Possible unsafe locking scenario:

CPU0 CPU1
---- ----
lock(&per_cpu(wakeup_vcpus_on_cpu_lock, cpu));
lock(&rq->__lock);
lock(&per_cpu(wakeup_vcpus_on_cpu_lock, cpu));
lock(&p->pi_lock);

*** DEADLOCK ***

path irq,
sysvec_kvm_posted_intr_wakeup_ipi() --> pi_wakeup_handler()
--> kvm_vcpu_wake_up() --> try_to_wake_up(),
the lock order is
&per_cpu(wakeup_vcpus_on_cpu_lock, cpu) --> &p->pi_lock.

path sched_out,
vcpu_block() --> schedule() --> kvm_sched_out() --> vmx_vcpu_put()
--> vmx_vcpu_pi_put() --> pi_enable_wakeup_handler(),
the lock order is
&rq->__lock --> &per_cpu(wakeup_vcpus_on_cpu_lock, cpu).

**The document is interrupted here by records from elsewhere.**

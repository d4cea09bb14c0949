use k8s_openapi::api::core::v1::Namespace;
use kube::api::ListParams;
use kube::{Api, Client, ResourceExt};
use std::time::Duration;

use crate::ClusterError;

#[cfg(test)]
#[path = "./namespaces.tests.rs"]
mod namespaces_tests;

/// Returns names of all namespaces in the cluster, in the order returned by the API server.\
/// **Note** that the whole request must finish within the `timeout`.
pub async fn list_namespaces(client: Client, timeout: Duration) -> Result<Vec<String>, ClusterError> {
    let api: Api<Namespace> = Api::all(client);
    let list = tokio::time::timeout(timeout, api.list(&ListParams::default()))
        .await
        .map_err(|_| ClusterError::Timeout(timeout))??;

    Ok(list.items.iter().map(ResourceExt::name_any).collect())
}
use k8s_openapi::api::core::v1::{ConfigMap, EndpointSubset};
use k8s_openapi::serde_json::{Value, from_value, json, to_value};

use crate::testing::{Exchange, fake_cluster, list};

use super::*;

fn subsets(value: Value) -> Vec<EndpointSubset> {
    from_value(value).unwrap()
}

#[test]
fn flatten_ready_addresses_with_ports_test() {
    let subsets = subsets(json!([{
        "addresses": [{ "ip": "10.1.0.1" }, { "ip": "10.1.0.2" }],
        "ports": [{ "port": 80 }, { "port": 443 }],
    }]));

    assert_eq!(
        vec!["10.1.0.1:80", "10.1.0.1:443", "10.1.0.2:80", "10.1.0.2:443"],
        flatten_endpoints(&subsets)
    );
}

#[test]
fn flatten_not_ready_address_without_ports_test() {
    let subsets = subsets(json!([{ "notReadyAddresses": [{ "ip": "10.1.0.9" }] }]));
    assert_eq!(vec!["10.1.0.9 (not ready)"], flatten_endpoints(&subsets));
}

#[test]
fn flatten_mixed_subsets_test() {
    let subsets = subsets(json!([
        { "addresses": [{ "ip": "10.1.0.1" }], "notReadyAddresses": [{ "ip": "10.1.0.2" }], "ports": [{ "port": 8080 }] },
        { "addresses": [{ "ip": "10.2.0.1" }] },
    ]));

    assert_eq!(
        vec!["10.1.0.1:8080", "10.1.0.2:8080 (not ready)", "10.2.0.1"],
        flatten_endpoints(&subsets)
    );
}

#[test]
fn config_map_keys_union_test() {
    let config_map: ConfigMap = from_value(json!({
        "metadata": { "name": "settings", "namespace": "shop", "labels": { "team": "web" } },
        "data": { "app.yaml": "a: 1", "shared": "text" },
        "binaryData": { "shared": "AQI=", "logo.png": "AAE=" },
    }))
    .unwrap();

    let detail = ConfigMapDetail::from(&config_map);

    assert_eq!(vec!["app.yaml", "logo.png", "shared"], detail.keys);
    assert_eq!(3, detail.key_count);
    assert_eq!(
        json!({
            "name": "settings",
            "namespace": "shop",
            "labels": { "team": "web" },
            "keys": ["app.yaml", "logo.png", "shared"],
            "keyCount": 3,
        }),
        to_value(detail).unwrap()
    );
}

#[tokio::test]
async fn pod_detail_test() {
    let (client, server) = fake_cluster(vec![Exchange::json(
        "/api/v1/namespaces/shop/pods/web",
        json!({
            "apiVersion": "v1",
            "kind": "Pod",
            "metadata": { "name": "web", "namespace": "shop" },
            "spec": {
                "nodeName": "node-1",
                "containers": [{ "name": "app", "image": "nginx:1.27" }, { "name": "proxy", "image": "envoy" }],
                "initContainers": [{ "name": "migrate", "image": "tools" }],
            },
            "status": {
                "phase": "Running",
                "podIP": "10.1.0.7",
                "startTime": "2024-02-01T10:00:00Z",
                "containerStatuses": [
                    { "name": "app", "image": "nginx:1.27", "imageID": "", "ready": true, "restartCount": 3 },
                    { "name": "proxy", "image": "envoy", "imageID": "", "ready": false, "restartCount": 0 },
                ],
            },
        }),
    )]);

    let detail = pod_detail(client, "shop", "web").await.unwrap();
    server.await.unwrap();

    assert_eq!(
        json!({
            "name": "web",
            "namespace": "shop",
            "node": "node-1",
            "podIP": "10.1.0.7",
            "phase": "Running",
            "reason": "",
            "startTime": "2024-02-01T10:00:00Z",
            "ready": "1/2",
            "restarts": 3,
            "containers": [{ "name": "app", "image": "nginx:1.27" }, { "name": "proxy", "image": "envoy" }],
        }),
        to_value(detail).unwrap()
    );
}

#[tokio::test]
async fn pod_detail_not_found_test() {
    let (client, server) = fake_cluster(vec![Exchange::not_found(
        "/api/v1/namespaces/shop/pods/ghost",
        "pods",
        "ghost",
    )]);

    let error = pod_detail(client, "shop", "ghost").await.unwrap_err();
    server.await.unwrap();

    assert!(error.to_string().contains("pods \"ghost\" not found"));
}

#[tokio::test]
async fn pod_containers_test() {
    let (client, server) = fake_cluster(vec![Exchange::json(
        "/api/v1/namespaces/shop/pods/web",
        json!({
            "metadata": { "name": "web", "namespace": "shop" },
            "spec": { "containers": [{ "name": "app" }], "initContainers": [{ "name": "migrate" }] },
        }),
    )]);

    let containers = pod_containers(client, "shop", "web").await.unwrap();
    server.await.unwrap();

    assert_eq!(json!({ "containers": ["app"], "initContainers": ["migrate"] }), to_value(containers).unwrap());
}

#[tokio::test]
async fn pod_events_use_field_selector_test() {
    let (client, server) = fake_cluster(vec![
        Exchange::json(
            "/api/v1/namespaces/shop/events",
            list(
                "EventList",
                vec![json!({
                    "metadata": { "name": "web.17a", "namespace": "shop" },
                    "involvedObject": { "kind": "Pod", "name": "web" },
                    "reason": "Pulled",
                })],
            ),
        )
        .with_query("fieldSelector=involvedObject.name%3Dweb"),
    ]);

    let events = pod_events(client, "shop", "web").await.unwrap();
    server.await.unwrap();

    assert_eq!(1, events.len());
    assert_eq!(Some("Pulled"), events[0].reason.as_deref());
}

#[tokio::test]
async fn node_detail_test() {
    let (client, server) = fake_cluster(vec![
        Exchange::json(
            "/api/v1/nodes/node-1",
            json!({
                "metadata": { "name": "node-1", "labels": { "node-role.kubernetes.io/control-plane": "" } },
                "status": {
                    "conditions": [{ "type": "Ready", "status": "True" }],
                    "capacity": { "cpu": "4", "memory": "16Gi" },
                    "allocatable": { "cpu": "3800m", "memory": "15Gi" },
                },
            }),
        ),
        Exchange::json(
            "/api/v1/pods",
            list(
                "PodList",
                vec![json!({ "metadata": { "name": "etcd", "namespace": "kube-system" }, "status": { "phase": "Running" } })],
            ),
        )
        .with_query("fieldSelector=spec.nodeName%3Dnode-1"),
    ]);

    let detail = node_detail(client, "node-1").await.unwrap();
    server.await.unwrap();

    assert!(detail.ready);
    assert_eq!("control-plane", detail.role);
    assert_eq!(Some(&"3800m".to_owned()), detail.allocatable.get("cpu"));
    assert_eq!(
        vec![NodePod {
            name: "etcd".to_owned(),
            namespace: "kube-system".to_owned(),
            phase: "Running".to_owned(),
        }],
        detail.pods
    );
}

#[tokio::test]
async fn service_detail_without_endpoints_test() {
    let (client, server) = fake_cluster(vec![
        Exchange::json(
            "/api/v1/namespaces/shop/services/web",
            json!({
                "metadata": { "name": "web", "namespace": "shop" },
                "spec": {
                    "type": "ClusterIP",
                    "clusterIP": "10.96.0.10",
                    "selector": { "app": "web" },
                    "ports": [{ "port": 80, "protocol": "TCP" }],
                },
            }),
        ),
        Exchange::not_found("/api/v1/namespaces/shop/endpoints/web", "endpoints", "web"),
    ]);

    let detail = service_detail(client, "shop", "web").await.unwrap();
    server.await.unwrap();

    assert_eq!("ClusterIP", detail.type_);
    assert_eq!("10.96.0.10", detail.cluster_ip);
    assert_eq!(1, detail.ports.len());
    assert!(detail.endpoints.is_empty());
}

#[tokio::test]
async fn service_detail_with_endpoints_test() {
    let (client, server) = fake_cluster(vec![
        Exchange::json(
            "/api/v1/namespaces/shop/services/web",
            json!({ "metadata": { "name": "web", "namespace": "shop" }, "spec": { "type": "ClusterIP" } }),
        ),
        Exchange::json(
            "/api/v1/namespaces/shop/endpoints/web",
            json!({
                "metadata": { "name": "web", "namespace": "shop" },
                "subsets": [{ "addresses": [{ "ip": "10.1.0.3" }], "ports": [{ "port": 8080 }] }],
            }),
        ),
    ]);

    let detail = service_detail(client, "shop", "web").await.unwrap();
    server.await.unwrap();

    assert_eq!(vec!["10.1.0.3:8080"], detail.endpoints);
}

However, it is found out that path irq and sched_out are not racing
because: path irq is in interrupt context, path sched_out is in interrupt
disabled context, at the same pcpu as path irq.

Consider path sched_out is the very path that tells lockdep the lock
ordering: &rq->__lock --> &per_cpu(wakeup_vcpus_on_cpu_lock, cpu),
it's desired for path irq not to hold the same per cpu lock as path
sched_out.

So, in the patch, a single wakeup_list lock is divided into a sched_in lock
and a sched_out lock.
- "path sched_out": add vcpu on pcpu (irq disabled)
It takes sched_out lock.

- "path irq": read vcpu list on pcpu (irq context, running on the same pcpu
as "path sched_out")
It only takes sched_in lock.

- "path sched_in": delete vcpu on previous pCPU.
(irq disabled, running on the same or different pCPU
as "path irq")
It takes sched_in and sched_out lock as it can race
with the other two paths.

The lock ordering after this patch are:
- &p->pi_lock --> &rq->__lock -->
&per_cpu(wakeup_vcpus_on_cpu_lock_out, cpu)
- &per_cpu(wakeup_vcpus_on_cpu_lock_in, cpu) -->
&per_cpu(wakeup_vcpus_on_cpu_lock_out, cpu)
- &per_cpu(wakeup_vcpus_on_cpu_lock_in, cpu) --> &p->pi_lock

Currently, &rq->__lock is not held in "path sched_in".
However, if in future "path sched_in" takes &p->pi_lock or &rq->__lock,
lockdep is able to detect and warn in that case.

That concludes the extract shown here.